## DIRECTIONS FOR THIS TASK:
Take every line from the material that has the word "ReportSink" in it.

-- GIVEN INFORMATION follows --

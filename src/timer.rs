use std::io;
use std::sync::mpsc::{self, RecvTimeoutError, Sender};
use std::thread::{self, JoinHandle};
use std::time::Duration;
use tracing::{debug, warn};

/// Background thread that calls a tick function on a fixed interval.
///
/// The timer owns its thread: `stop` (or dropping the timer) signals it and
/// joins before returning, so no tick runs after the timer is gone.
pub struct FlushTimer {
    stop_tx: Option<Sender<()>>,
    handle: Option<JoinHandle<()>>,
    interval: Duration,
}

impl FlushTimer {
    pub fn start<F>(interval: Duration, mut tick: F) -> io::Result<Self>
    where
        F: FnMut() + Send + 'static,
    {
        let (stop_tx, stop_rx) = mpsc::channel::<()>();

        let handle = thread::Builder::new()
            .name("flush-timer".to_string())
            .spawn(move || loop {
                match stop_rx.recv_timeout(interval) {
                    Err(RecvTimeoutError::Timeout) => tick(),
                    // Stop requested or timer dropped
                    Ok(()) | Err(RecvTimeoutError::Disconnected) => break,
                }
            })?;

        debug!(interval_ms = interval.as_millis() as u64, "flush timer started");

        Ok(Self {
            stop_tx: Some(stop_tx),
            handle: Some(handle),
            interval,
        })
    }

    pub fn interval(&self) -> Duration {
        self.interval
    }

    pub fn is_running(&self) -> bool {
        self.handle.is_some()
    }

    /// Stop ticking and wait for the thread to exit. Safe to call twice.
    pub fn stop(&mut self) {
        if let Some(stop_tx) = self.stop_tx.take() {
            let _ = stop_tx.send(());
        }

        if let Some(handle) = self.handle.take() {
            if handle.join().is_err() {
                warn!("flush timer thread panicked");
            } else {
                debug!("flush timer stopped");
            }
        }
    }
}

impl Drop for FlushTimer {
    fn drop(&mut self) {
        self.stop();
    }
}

-- GIVEN INFORMATION concluded --
-- GIVEN INFORMATION follows --

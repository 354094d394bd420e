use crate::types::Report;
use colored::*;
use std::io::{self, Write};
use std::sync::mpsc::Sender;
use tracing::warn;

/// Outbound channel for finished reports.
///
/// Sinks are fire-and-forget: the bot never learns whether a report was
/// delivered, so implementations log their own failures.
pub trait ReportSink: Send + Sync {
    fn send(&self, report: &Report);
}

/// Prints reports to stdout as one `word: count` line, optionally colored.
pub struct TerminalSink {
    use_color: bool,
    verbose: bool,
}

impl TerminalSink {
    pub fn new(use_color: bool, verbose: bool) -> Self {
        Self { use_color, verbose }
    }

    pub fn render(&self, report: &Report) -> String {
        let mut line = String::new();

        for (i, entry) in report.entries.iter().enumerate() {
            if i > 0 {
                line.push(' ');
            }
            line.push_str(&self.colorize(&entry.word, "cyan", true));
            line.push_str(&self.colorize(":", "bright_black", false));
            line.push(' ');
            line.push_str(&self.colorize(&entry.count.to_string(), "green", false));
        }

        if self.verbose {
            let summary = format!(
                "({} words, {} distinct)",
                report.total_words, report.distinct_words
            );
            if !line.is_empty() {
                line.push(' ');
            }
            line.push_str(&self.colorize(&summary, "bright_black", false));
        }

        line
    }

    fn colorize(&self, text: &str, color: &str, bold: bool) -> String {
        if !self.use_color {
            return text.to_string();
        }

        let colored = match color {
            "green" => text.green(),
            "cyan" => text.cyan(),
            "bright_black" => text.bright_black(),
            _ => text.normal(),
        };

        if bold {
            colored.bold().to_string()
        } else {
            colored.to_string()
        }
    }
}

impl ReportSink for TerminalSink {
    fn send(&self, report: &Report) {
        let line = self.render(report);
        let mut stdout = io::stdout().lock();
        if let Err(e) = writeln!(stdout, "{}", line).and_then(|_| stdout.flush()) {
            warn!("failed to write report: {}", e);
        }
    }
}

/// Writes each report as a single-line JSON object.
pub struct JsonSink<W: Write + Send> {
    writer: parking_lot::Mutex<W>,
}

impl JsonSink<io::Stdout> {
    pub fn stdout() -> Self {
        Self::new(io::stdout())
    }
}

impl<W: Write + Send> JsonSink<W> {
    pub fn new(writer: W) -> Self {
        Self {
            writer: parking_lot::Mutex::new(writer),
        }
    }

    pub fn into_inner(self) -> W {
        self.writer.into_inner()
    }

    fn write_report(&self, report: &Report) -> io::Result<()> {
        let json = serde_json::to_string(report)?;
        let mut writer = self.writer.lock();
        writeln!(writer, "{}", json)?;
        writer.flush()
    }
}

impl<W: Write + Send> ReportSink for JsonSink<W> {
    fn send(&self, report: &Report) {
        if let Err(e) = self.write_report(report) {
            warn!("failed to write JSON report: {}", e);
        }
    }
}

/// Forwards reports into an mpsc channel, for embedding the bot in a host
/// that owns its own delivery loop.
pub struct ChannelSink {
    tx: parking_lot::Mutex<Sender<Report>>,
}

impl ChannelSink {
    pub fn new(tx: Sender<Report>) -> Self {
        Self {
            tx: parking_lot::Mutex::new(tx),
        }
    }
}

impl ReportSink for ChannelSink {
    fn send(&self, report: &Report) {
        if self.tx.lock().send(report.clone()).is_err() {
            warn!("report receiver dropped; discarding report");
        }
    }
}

-- GIVEN INFORMATION concluded --

## WRITTEN REPLY:
pub trait ReportSink: Send + Sync {
impl ReportSink for TerminalSink {
impl<W: Write + Send> ReportSink for JsonSink<W> {
impl ReportSink for ChannelSink {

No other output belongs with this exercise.